My first conversation is with Peter Margasak, whose eclectic taste and thoughtful writing have been mainstays of the Chicago Reader music pages for almost twenty years. Margasak’s newest venture, as curator of the Frequency Series at Constellation, puts him in closer relationship to Chicago’s contemporary music scene than ever before. The series will place Chicago’s new music ensembles alongside improvisers, electronic musicians, instrument inventors, and world music groups drawn from the diverse musical communities that Margasak covers. Our conversation revealed Peter as a down-to-earth, curious, constantly self-educating music journalist with a growing interest in advocacy.

Ellen McSweeney: Are you a musician? How did you get started as a music writer?

Peter Margasak: I’m not a musician. My parents just always had records. Neither one was really a musician, but they’d have records and I’d always listen. I remember getting a little toy record player when I was five or six. I was getting really into Top 40 by third grade, and my dad would tell me to listen to actual albums!

The thing that really put it into overdrive was getting into punk rock. I got into it largely for superficial reasons—because it was a weird thing to do—but then I listened long enough that it stopped being a social marker for me. I started listening to jazz records—the kids didn’t think that was cool.

I started a ‘zine called Butt Rag, and I did nine issues. By the end, they were 100 pages long and I was getting printed on newsprint. And that’s how The Reader found me. They used to have a column called Spot Check, and they had seen Butt Rag, which was very snotty. And they said, you need to do that here.

EM: What do you think about this idea that the critic needs to be an expert?

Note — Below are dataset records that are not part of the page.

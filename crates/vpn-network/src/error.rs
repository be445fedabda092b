use thiserror::Error;
use vpn_types::{CommonError, ErrorKind};

#[derive(Error, Debug)]
pub enum NetworkError {
    #[error("Invalid port range: {0}")]
    InvalidRange(String),

    #[error("Invalid input: {0}")]
    Validation(String),

    #[error("Scan cancelled after {completed} of {total} probes")]
    ScanCancelled { completed: usize, total: usize },

    #[error("Permission denied: {0}")]
    PermissionDenied(String),

    #[error("Firewall operation failed: {0}")]
    FirewallError(String),

    #[error("Required tool '{0}' is not available")]
    ToolUnavailable(String),

    #[error("Command execution failed: {0}")]
    CommandError(String),

    #[error("IO error: {0}")]
    IoError(#[from] std::io::Error),

    #[error(transparent)]
    Common(#[from] CommonError),
}

impl NetworkError {
    pub fn validation(msg: impl Into<String>) -> Self {
        Self::Validation(msg.into())
    }

    pub fn kind(&self) -> ErrorKind {
        match self {
            NetworkError::InvalidRange(_) | NetworkError::Validation(_) => ErrorKind::Validation,
            NetworkError::ScanCancelled { .. } => ErrorKind::Timeout,
            NetworkError::PermissionDenied(_) => ErrorKind::Permission,
            NetworkError::ToolUnavailable(_) => ErrorKind::Unavailable,
            NetworkError::FirewallError(_)
            | NetworkError::CommandError(_)
            | NetworkError::IoError(_) => ErrorKind::Internal,
            NetworkError::Common(e) => e.kind(),
        }
    }
}

pub type Result<T> = std::result::Result<T, NetworkError>;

PM: The older I’ve gotten, the more cautious I am. When I was younger, I had no problem writing about music I had no idea about. Now I try to be really careful when I write about stuff, because I’m admittedly kind of a novice with [contemporary classical] music. I know there’s people that read it who are probably like, “Who is this guy??”

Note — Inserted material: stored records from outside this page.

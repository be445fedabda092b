use async_trait::async_trait;
use std::collections::HashMap;
use std::path::Path;
use std::sync::atomic::{AtomicBool, AtomicUsize, Ordering};
use std::sync::Arc;
use tokio::sync::Mutex;
use vpn_crypto::X25519KeyManager;
use vpn_types::{ErrorKind, MemoryStore, StateStore};
use vpn_wireguard::{
    parse_config, CreatePeer, PeerDump, PeerSpec, Result, SupervisorConfig, TunnelBackend,
    TunnelState, UpdateInterface, UpdatePeer, WireGuardError, WireGuardSupervisor,
};

/// In-memory tunnel; the interface "exists" between bring_up and bring_down
#[derive(Default)]
struct FakeTunnel {
    up: AtomicBool,
    missing_tool: AtomicBool,
    never_appears: AtomicBool,
    reject_peers: AtomicBool,
    bring_ups: AtomicUsize,
    peers: Mutex<HashMap<String, PeerSpec>>,
    last_config: Mutex<Option<String>>,
}

#[async_trait]
impl TunnelBackend for FakeTunnel {
    async fn check_available(&self) -> Result<()> {
        if self.missing_tool.load(Ordering::SeqCst) {
            return Err(WireGuardError::ToolUnavailable("wg".into()));
        }
        Ok(())
    }

    async fn interface_exists(&self, _interface: &str) -> Result<bool> {
        Ok(self.up.load(Ordering::SeqCst))
    }

    async fn bring_up(&self, config_path: &Path) -> Result<()> {
        self.bring_ups.fetch_add(1, Ordering::SeqCst);
        let text = tokio::fs::read_to_string(config_path).await?;
        let parsed = parse_config(&text)?;

        let mut peers = self.peers.lock().await;
        peers.clear();
        for section in parsed.peers {
            let public_key = section.get("PublicKey").unwrap_or_default().to_string();
            peers.insert(
                public_key.clone(),
                PeerSpec {
                    public_key,
                    preshared_key: section.get("PresharedKey").map(str::to_string),
                    allowed_ips: section.list("AllowedIPs"),
                    endpoint: section.get("Endpoint").map(str::to_string),
                    persistent_keepalive: None,
                },
            );
        }
        *self.last_config.lock().await = Some(text);

        if !self.never_appears.load(Ordering::SeqCst) {
            self.up.store(true, Ordering::SeqCst);
        }
        Ok(())
    }

    async fn bring_down(&self, _config_path: &Path) -> Result<()> {
        self.up.store(false, Ordering::SeqCst);
        self.peers.lock().await.clear();
        Ok(())
    }

    async fn set_peer(&self, _interface: &str, peer: &PeerSpec) -> Result<()> {
        if self.reject_peers.load(Ordering::SeqCst) {
            return Err(WireGuardError::Sync("Invalid argument".into()));
        }
        self.peers
            .lock()
            .await
            .insert(peer.public_key.clone(), peer.clone());
        Ok(())
    }

    async fn remove_peer(&self, _interface: &str, public_key: &str) -> Result<()> {
        if self.reject_peers.load(Ordering::SeqCst) {
            return Err(WireGuardError::Sync("Invalid argument".into()));
        }
        self.peers.lock().await.remove(public_key);
        Ok(())
    }

    async fn dump(&self, _interface: &str) -> Result<Vec<PeerDump>> {
        Ok(self
            .peers
            .lock()
            .await
            .values()
            .map(|spec| PeerDump {
                public_key: spec.public_key.clone(),
                endpoint: spec.endpoint.clone(),
                allowed_ips: spec.allowed_ips.clone(),
                last_handshake: None,
                rx_bytes: 0,
                tx_bytes: 0,
            })
            .collect())
    }
}

impl FakeTunnel {
    async fn has_peer(&self, public_key: &str) -> bool {
        self.peers.lock().await.contains_key(public_key)
    }
}

fn settings(dir: &Path) -> SupervisorConfig {
    SupervisorConfig {
        config_dir: dir.to_path_buf(),
        confirm_interval_ms: 5,
        confirm_attempts: 3,
        ..SupervisorConfig::default()
    }
}

fn public_key() -> String {
    X25519KeyManager::new()
        .generate_keypair()
        .unwrap()
        .public_key_base64()
}

struct Harness {
    _dir: tempfile::TempDir,
    tunnel: Arc<FakeTunnel>,
    store: Arc<MemoryStore>,
    supervisor: WireGuardSupervisor,
}

async fn harness() -> Harness {
    let dir = tempfile::tempdir().unwrap();
    let tunnel = Arc::new(FakeTunnel::default());
    let store = Arc::new(MemoryStore::new());
    let supervisor = WireGuardSupervisor::new(settings(dir.path()), tunnel.clone(), store.clone())
        .await
        .unwrap();
    Harness {
        _dir: dir,
        tunnel,
        store,
        supervisor,
    }
}

#[tokio::test]
async fn test_peer_config_round_trip() {
    let h = harness().await;
    h.supervisor
        .update_config(UpdateInterface {
            endpoint_address: Some("vpn.example.com".into()),
            ..Default::default()
        })
        .await
        .unwrap();

    let key = public_key();
    let peer = h
        .supervisor
        .create_peer(CreatePeer::new("laptop", key.clone()))
        .await
        .unwrap();
    assert_eq!(peer.allowed_ips, vec!["10.66.66.2/32"]);

    let text = h.supervisor.peer_config(peer.id).await.unwrap();
    let parsed = parse_config(&text).unwrap();
    let server = h.supervisor.config().await;

    assert_eq!(parsed.interface.get("Address"), Some("10.66.66.2/32"));
    assert_eq!(parsed.peers.len(), 1);
    assert_eq!(parsed.peers[0].get("PublicKey"), Some(server.public_key.as_str()));
    assert_eq!(parsed.peers[0].get("Endpoint"), Some("vpn.example.com:51820"));

    let qr = h.supervisor.peer_qrcode(peer.id).await.unwrap();
    assert!(qr.starts_with("data:image/png;base64,"));
}

#[tokio::test]
async fn test_peer_config_requires_endpoint() {
    let h = harness().await;
    let peer = h
        .supervisor
        .create_peer(CreatePeer::new("phone", public_key()))
        .await
        .unwrap();

    let err = h.supervisor.peer_config(peer.id).await.unwrap_err();
    assert_eq!(err.kind(), ErrorKind::InvalidState);
}

#[tokio::test]
async fn test_duplicate_public_key_conflicts() {
    let h = harness().await;
    let key = public_key();
    h.supervisor
        .create_peer(CreatePeer::new("a", key.clone()))
        .await
        .unwrap();

    let err = h
        .supervisor
        .create_peer(CreatePeer::new("b", key))
        .await
        .unwrap_err();
    assert_eq!(err.kind(), ErrorKind::Conflict);
    assert_eq!(h.supervisor.peer_count().await, 1);
}

#[tokio::test]
async fn test_allocation_skips_used_addresses() {
    let h = harness().await;
    h.supervisor
        .create_peer(CreatePeer::new("manual", public_key()).with_allowed_ips("10.66.66.2/32"))
        .await
        .unwrap();

    let auto = h
        .supervisor
        .create_peer(CreatePeer::new("auto", public_key()))
        .await
        .unwrap();
    assert_eq!(auto.allowed_ips, vec!["10.66.66.3/32"]);
}

#[tokio::test]
async fn test_start_renders_enabled_peers_and_stop() {
    let h = harness().await;
    let on = public_key();
    let off = public_key();
    h.supervisor
        .create_peer(CreatePeer::new("on", on.clone()))
        .await
        .unwrap();
    h.supervisor
        .create_peer(CreatePeer::new("off", off.clone()).with_enabled(false))
        .await
        .unwrap();

    let status = h.supervisor.start().await.unwrap();
    assert_eq!(status.state, TunnelState::Up);
    assert_eq!(status.peer_count, 2);
    assert!(h.tunnel.has_peer(&on).await);
    assert!(!h.tunnel.has_peer(&off).await);

    let config = h.tunnel.last_config.lock().await.clone().unwrap();
    assert!(config.contains("ListenPort = 51820"));

    let err = h.supervisor.start().await.unwrap_err();
    assert_eq!(err.kind(), ErrorKind::AlreadyRunning);

    let status = h.supervisor.stop().await.unwrap();
    assert_eq!(status.state, TunnelState::Down);
    assert!(status.peers.iter().all(|p| p.rx_bytes.is_none()));

    // Stop is idempotent
    h.supervisor.stop().await.unwrap();
    assert_eq!(h.supervisor.state(), TunnelState::Down);
}

#[tokio::test]
async fn test_start_without_tool_fails() {
    let h = harness().await;
    h.tunnel.missing_tool.store(true, Ordering::SeqCst);

    let err = h.supervisor.start().await.unwrap_err();
    assert_eq!(err.kind(), ErrorKind::Unavailable);
    assert_eq!(h.supervisor.state(), TunnelState::Error);
    assert_eq!(h.tunnel.bring_ups.load(Ordering::SeqCst), 0);
}

#[tokio::test]
async fn test_unconfirmed_start_is_error() {
    let h = harness().await;
    h.tunnel.never_appears.store(true, Ordering::SeqCst);

    let err = h.supervisor.start().await.unwrap_err();
    assert_eq!(err.kind(), ErrorKind::Start);

    let status = h.supervisor.status().await.unwrap();
    assert_eq!(status.state, TunnelState::Error);
    assert!(status.last_error.is_some());
}

#[tokio::test]
async fn test_restart_failure_leaves_error_state() {
    let h = harness().await;
    h.supervisor.start().await.unwrap();

    h.tunnel.never_appears.store(true, Ordering::SeqCst);
    assert!(h.supervisor.restart().await.is_err());
    assert_eq!(h.supervisor.state(), TunnelState::Error);

    // Recovers once the interface comes up again
    h.tunnel.never_appears.store(false, Ordering::SeqCst);
    let status = h.supervisor.restart().await.unwrap();
    assert_eq!(status.state, TunnelState::Up);
}

#[tokio::test]
async fn test_rejected_live_push_commits_nothing() {
    let h = harness().await;
    h.supervisor.start().await.unwrap();
    h.tunnel.reject_peers.store(true, Ordering::SeqCst);

    let err = h
        .supervisor
        .create_peer(CreatePeer::new("rejected", public_key()))
        .await
        .unwrap_err();
    assert_eq!(err.kind(), ErrorKind::Sync);
    assert_eq!(h.supervisor.peer_count().await, 0);

    h.tunnel.reject_peers.store(false, Ordering::SeqCst);
    let key = public_key();
    let peer = h
        .supervisor
        .create_peer(CreatePeer::new("accepted", key.clone()))
        .await
        .unwrap();
    assert!(h.tunnel.has_peer(&key).await);

    h.tunnel.reject_peers.store(true, Ordering::SeqCst);
    let err = h.supervisor.delete_peer(peer.id).await.unwrap_err();
    assert_eq!(err.kind(), ErrorKind::Sync);
    assert!(h.supervisor.peer(peer.id).await.is_ok());
}

#[tokio::test]
async fn test_store_failure_reverts_live_change() {
    let h = harness().await;
    h.supervisor.start().await.unwrap();
    h.store.set_unavailable(true);

    let key = public_key();
    let err = h
        .supervisor
        .create_peer(CreatePeer::new("lost", key.clone()))
        .await
        .unwrap_err();
    assert_eq!(err.kind(), ErrorKind::Storage);
    assert_eq!(h.supervisor.peer_count().await, 0);
    assert!(!h.tunnel.has_peer(&key).await);
}

#[tokio::test]
async fn test_disable_removes_live_peer() {
    let h = harness().await;
    h.supervisor.start().await.unwrap();
    let key = public_key();
    let peer = h
        .supervisor
        .create_peer(CreatePeer::new("toggle", key.clone()))
        .await
        .unwrap();

    h.supervisor
        .update_peer(
            peer.id,
            UpdatePeer {
                enabled: Some(false),
                ..Default::default()
            },
        )
        .await
        .unwrap();
    assert!(!h.tunnel.has_peer(&key).await);

    h.supervisor
        .update_peer(
            peer.id,
            UpdatePeer {
                enabled: Some(true),
                allowed_ips: Some("10.66.66.20/32".into()),
                ..Default::default()
            },
        )
        .await
        .unwrap();
    let live = h.tunnel.peers.lock().await.get(&key).cloned().unwrap();
    assert_eq!(live.allowed_ips, vec!["10.66.66.20/32"]);
    assert_eq!(live.persistent_keepalive, None);
}

#[tokio::test]
async fn test_config_change_while_up_needs_restart() {
    let h = harness().await;
    h.supervisor.start().await.unwrap();

    let view = h
        .supervisor
        .update_config(UpdateInterface {
            listen_port: Some(51999),
            ..Default::default()
        })
        .await
        .unwrap();
    assert!(view.restart_required);

    h.supervisor.restart().await.unwrap();
    assert!(!h.supervisor.config().await.restart_required);
    let config = h.tunnel.last_config.lock().await.clone().unwrap();
    assert!(config.contains("ListenPort = 51999"));
}

#[tokio::test]
async fn test_invalid_config_rejected() {
    let h = harness().await;
    let err = h
        .supervisor
        .update_config(UpdateInterface {
            mtu: Some(9000),
            ..Default::default()
        })
        .await
        .unwrap_err();
    assert_eq!(err.kind(), ErrorKind::Validation);
    assert_eq!(h.supervisor.config().await.mtu, 1420);
}

#[tokio::test]
async fn test_state_survives_reload() {
    let dir = tempfile::tempdir().unwrap();
    let tunnel = Arc::new(FakeTunnel::default());
    let store: Arc<dyn StateStore> = Arc::new(MemoryStore::new());

    let first = WireGuardSupervisor::new(settings(dir.path()), tunnel.clone(), store.clone())
        .await
        .unwrap();
    let server_key = first.config().await.public_key;
    first
        .create_peer(CreatePeer::new("one", public_key()))
        .await
        .unwrap();
    let second = first
        .create_peer(CreatePeer::new("two", public_key()))
        .await
        .unwrap();
    first.delete_peer(second.id).await.unwrap();
    drop(first);

    let reloaded = WireGuardSupervisor::new(settings(dir.path()), tunnel, store)
        .await
        .unwrap();
    assert_eq!(reloaded.config().await.public_key, server_key);
    assert_eq!(reloaded.peer_count().await, 1);

    // Ids are never reused
    let third = reloaded
        .create_peer(CreatePeer::new("three", public_key()))
        .await
        .unwrap();
    assert_eq!(third.id, 3);
}

#[tokio::test]
async fn test_auto_start_on_init() {
    let h = harness().await;
    h.supervisor
        .update_config(UpdateInterface {
            auto_start: Some(true),
            ..Default::default()
        })
        .await
        .unwrap();

    h.supervisor.init().await;
    assert_eq!(h.supervisor.state(), TunnelState::Up);

    h.supervisor.shutdown().await;
    assert_eq!(h.supervisor.state(), TunnelState::Down);
    assert!(!h.tunnel.up.load(Ordering::SeqCst));
}

#[tokio::test]
async fn test_peers_listed_newest_first() {
    let h = harness().await;
    for name in ["first", "second", "third"] {
        h.supervisor
            .create_peer(CreatePeer::new(name, public_key()))
            .await
            .unwrap();
    }
    let names: Vec<_> = h
        .supervisor
        .peers()
        .await
        .into_iter()
        .map(|p| p.name)
        .collect();
    assert_eq!(names, vec!["third", "second", "first"]);
    assert!(h.supervisor.connection_logs(None, 10).await.is_empty());
}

Older jazz musicians will come to me and say, “Are you a musician? No? Well, how can you write about music then?” My response is, “If you’re not a musician, how can you listen to music?” I don’t analyze stuff musicologically for people. I don’t think people that read The Reader want that. You don’t want to alienate people when they open it up.

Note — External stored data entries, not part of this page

//! UDP relaying
//!
//! Each client address gets a session with its own connected upstream
//! socket. Sessions idle longer than the configured timeout are reclaimed by
//! a sweeper task.

use super::RelayContext;
use crate::stats::Direction;
use crate::throttle::Throttle;
use std::collections::HashMap;
use std::net::SocketAddr;
use std::sync::atomic::{AtomicU64, Ordering};
use std::sync::Arc;
use tokio::net::UdpSocket;
use tokio::sync::{mpsc, Mutex};
use tokio::time::Instant;
use tokio_util::sync::CancellationToken;
use tracing::{debug, warn};

const MAX_DATAGRAM: usize = 65535;
const SESSION_QUEUE: usize = 256;

struct Session {
    uplink: mpsc::Sender<Vec<u8>>,
    last_seen: Arc<AtomicU64>,
    token: CancellationToken,
}

type Sessions = Arc<Mutex<HashMap<SocketAddr, Session>>>;

/// Milliseconds since the run's epoch
#[derive(Clone, Copy)]
struct Clock(Instant);

impl Clock {
    fn now_ms(&self) -> u64 {
        self.0.elapsed().as_millis() as u64
    }
}

pub(super) async fn receive_loop(listener: Arc<UdpSocket>, ctx: Arc<RelayContext>) {
    let sessions: Sessions = Arc::new(Mutex::new(HashMap::new()));
    let clock = Clock(Instant::now());
    ctx.tracker
        .spawn(sweeper(sessions.clone(), clock, ctx.clone()));

    let mut buf = vec![0u8; MAX_DATAGRAM];
    loop {
        let received = tokio::select! {
            biased;
            _ = ctx.token.cancelled() => break,
            received = listener.recv_from(&mut buf) => received,
        };

        let (n, client) = match received {
            Ok(pair) => pair,
            Err(e) => {
                // ICMP errors from earlier sends surface here on some platforms
                debug!(rule_id = ctx.rule_id, error = %e, "udp receive error");
                continue;
            }
        };

        let datagram = buf[..n].to_vec();
        let mut table = sessions.lock().await;

        if let Some(session) = table.get(&client) {
            if !session.token.is_cancelled() {
                session.last_seen.store(clock.now_ms(), Ordering::Relaxed);
                if session.uplink.try_send(datagram).is_err() {
                    debug!(rule_id = ctx.rule_id, %client, "session queue full, dropping datagram");
                }
                continue;
            }
            table.remove(&client);
        }

        if ctx.at_capacity() {
            debug!(rule_id = ctx.rule_id, %client, "session limit reached, dropping datagram");
            ctx.connection_rejected();
            continue;
        }

        let (tx, rx) = mpsc::channel(SESSION_QUEUE);
        let last_seen = Arc::new(AtomicU64::new(clock.now_ms()));
        let token = ctx.token.child_token();
        let _ = tx.try_send(datagram);
        // Counted before the session is visible to the sweeper
        ctx.connection_opened();
        table.insert(
            client,
            Session {
                uplink: tx,
                last_seen: last_seen.clone(),
                token: token.clone(),
            },
        );
        drop(table);

        ctx.tracker.spawn(run_session(
            listener.clone(),
            client,
            rx,
            last_seen,
            clock,
            token,
            sessions.clone(),
            ctx.clone(),
        ));
    }

    let mut table = sessions.lock().await;
    for (_, session) in table.drain() {
        session.token.cancel();
        ctx.connection_closed();
    }
}

async fn open_upstream(ctx: &RelayContext) -> std::io::Result<UdpSocket> {
    let target = tokio::net::lookup_host(ctx.target.as_str())
        .await?
        .next()
        .ok_or_else(|| {
            std::io::Error::new(std::io::ErrorKind::NotFound, "target did not resolve")
        })?;

    let bind: SocketAddr = if target.is_ipv4() {
        ([0, 0, 0, 0], 0).into()
    } else {
        (std::net::Ipv6Addr::UNSPECIFIED, 0).into()
    };
    let socket = UdpSocket::bind(bind).await?;
    socket.connect(target).await?;
    Ok(socket)
}

/// Open the session's upstream, then relay both directions.
///
/// Datagrams arriving while the upstream is being opened wait in the
/// session queue; the receive loop and other sessions carry on.
#[allow(clippy::too_many_arguments)]
async fn run_session(
    listener: Arc<UdpSocket>,
    client: SocketAddr,
    rx: mpsc::Receiver<Vec<u8>>,
    last_seen: Arc<AtomicU64>,
    clock: Clock,
    token: CancellationToken,
    sessions: Sessions,
    ctx: Arc<RelayContext>,
) {
    let open = tokio::time::timeout(ctx.config.connect_timeout(), open_upstream(&ctx));
    let opened = tokio::select! {
        biased;
        // Whoever cancelled the session also closed it
        _ = token.cancelled() => return,
        opened = open => opened,
    };

    let upstream = match opened {
        Ok(Ok(socket)) => Arc::new(socket),
        Ok(Err(e)) => {
            warn!(rule_id = ctx.rule_id, %client, target = %ctx.target, error = %e, "udp upstream failed");
            discard_session(&sessions, client, &last_seen, &token, &ctx).await;
            return;
        }
        Err(_) => {
            warn!(rule_id = ctx.rule_id, %client, target = %ctx.target, "udp upstream timed out");
            discard_session(&sessions, client, &last_seen, &token, &ctx).await;
            return;
        }
    };
    debug!(rule_id = ctx.rule_id, %client, "udp session opened");

    tokio::join!(
        uplink(rx, upstream.clone(), token.clone(), ctx.clone()),
        downlink(upstream, listener, client, last_seen.clone(), clock, token.clone(), ctx.clone()),
    );
}

/// Drop a session whose upstream could not be opened
async fn discard_session(
    sessions: &Sessions,
    client: SocketAddr,
    last_seen: &Arc<AtomicU64>,
    token: &CancellationToken,
    ctx: &RelayContext,
) {
    ctx.connection_failed();
    let mut table = sessions.lock().await;
    let ours = table
        .get(&client)
        .is_some_and(|session| Arc::ptr_eq(&session.last_seen, last_seen));
    if ours {
        table.remove(&client);
        token.cancel();
        ctx.connection_closed();
    }
}

async fn uplink(
    mut rx: mpsc::Receiver<Vec<u8>>,
    upstream: Arc<UdpSocket>,
    token: CancellationToken,
    ctx: Arc<RelayContext>,
) {
    let mut throttle = Throttle::new(ctx.upload_limit);
    loop {
        let datagram = tokio::select! {
            biased;
            _ = token.cancelled() => break,
            datagram = rx.recv() => match datagram {
                Some(d) => d,
                None => break,
            },
        };

        match upstream.send(&datagram).await {
            Ok(n) => ctx.record_bytes(Direction::Upload, n),
            Err(e) => debug!(rule_id = ctx.rule_id, error = %e, "udp upstream send failed"),
        }

        if let Some(wait) = throttle.record(datagram.len() as u64) {
            tokio::select! {
                biased;
                _ = token.cancelled() => break,
                _ = tokio::time::sleep(wait) => {}
            }
        }
    }
}

async fn downlink(
    upstream: Arc<UdpSocket>,
    listener: Arc<UdpSocket>,
    client: SocketAddr,
    last_seen: Arc<AtomicU64>,
    clock: Clock,
    token: CancellationToken,
    ctx: Arc<RelayContext>,
) {
    let mut throttle = Throttle::new(ctx.download_limit);
    let mut buf = vec![0u8; MAX_DATAGRAM];
    loop {
        let received = tokio::select! {
            biased;
            _ = token.cancelled() => break,
            received = upstream.recv(&mut buf) => received,
        };

        let n = match received {
            Ok(n) => n,
            Err(e) => {
                debug!(rule_id = ctx.rule_id, %client, error = %e, "udp upstream receive failed");
                continue;
            }
        };

        last_seen.store(clock.now_ms(), Ordering::Relaxed);
        match listener.send_to(&buf[..n], client).await {
            Ok(sent) => ctx.record_bytes(Direction::Download, sent),
            Err(e) => debug!(rule_id = ctx.rule_id, %client, error = %e, "udp reply failed"),
        }

        if let Some(wait) = throttle.record(n as u64) {
            tokio::select! {
                biased;
                _ = token.cancelled() => break,
                _ = tokio::time::sleep(wait) => {}
            }
        }
    }
}

async fn sweeper(sessions: Sessions, clock: Clock, ctx: Arc<RelayContext>) {
    let idle_ms = ctx.config.udp_idle_timeout().as_millis() as u64;
    let mut ticker = tokio::time::interval(ctx.config.udp_sweep_interval());
    ticker.set_missed_tick_behavior(tokio::time::MissedTickBehavior::Delay);

    loop {
        tokio::select! {
            biased;
            _ = ctx.token.cancelled() => return,
            _ = ticker.tick() => {}
        }

        let now = clock.now_ms();
        let mut table = sessions.lock().await;
        table.retain(|client, session| {
            let idle = now.saturating_sub(session.last_seen.load(Ordering::Relaxed));
            if idle < idle_ms {
                return true;
            }
            session.token.cancel();
            ctx.connection_closed();
            debug!(rule_id = ctx.rule_id, %client, idle_ms = idle, "udp session reclaimed");
            false
        });
    }
}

I think a lot of the music I’ve been taken by and written about can be appreciated on different levels. Like [Ensemble Dal Niente’s performance of Georg Friedrich] Haas—all that weird psychoacoustic stuff in there. It makes me think of La Monte Young, something about the physicality of it. I don’t have to know everything about Beethoven to appreciate Haas.

Ensemble Dal Niente performs George Friedrich Haas's in vain

Ensemble Dal Niente performs George Friedrich Haas’s in vain

EM: What draws you to contemporary classical music?

PM: What draws me is that it’s not, unlike the rest of classical music, built around the 5,000th recording of a piece. I mean, I want to know what the best recordings are, but with newer music, sometimes only one recording exists. That’s “the record.” The composer is not this precious historic figure; he’s this person that’s in the room. That’s what I see happening here. The Marcos Balter stuff with Deerhoof—it’s really exciting to see that. Musicians have this shared sensibility where that collaboration isn’t crass or artificial. It makes sense now—they can work together. The media tries to sort musicians into neat categories. The reality has never been that simple.

EM: Is there any negative baggage for you around the term “music critic”? Is “music writer” better?

PM: Working at The Reader, one of the things I had to actually learn was how to be a journalist. “Music critic” isn’t satisfactory to me. I’ve learned to do reporting, to do research. It’s not about saying, “This music makes me feel this way!” The context and the story behind it are often just as rewarding, and are crucial to understanding the actual music.

When I wrote about Katinka Kleijn collaborating with Dan Dehaan and Ryan Ingebritsen, it took a lot of back-and-forth for me to understand what they were doing. I can’t tell you how many emails I had with Daniel, learning how the technical side works. I need to understand it if I’m going to tell someone else how it’s used. I want to not just put out my opinion, but also inform people.

When people ask what I do, I just say music journalist. Criticism is part of that. I have no problem with music criticism; I think it’s just not an adequate description of what I do.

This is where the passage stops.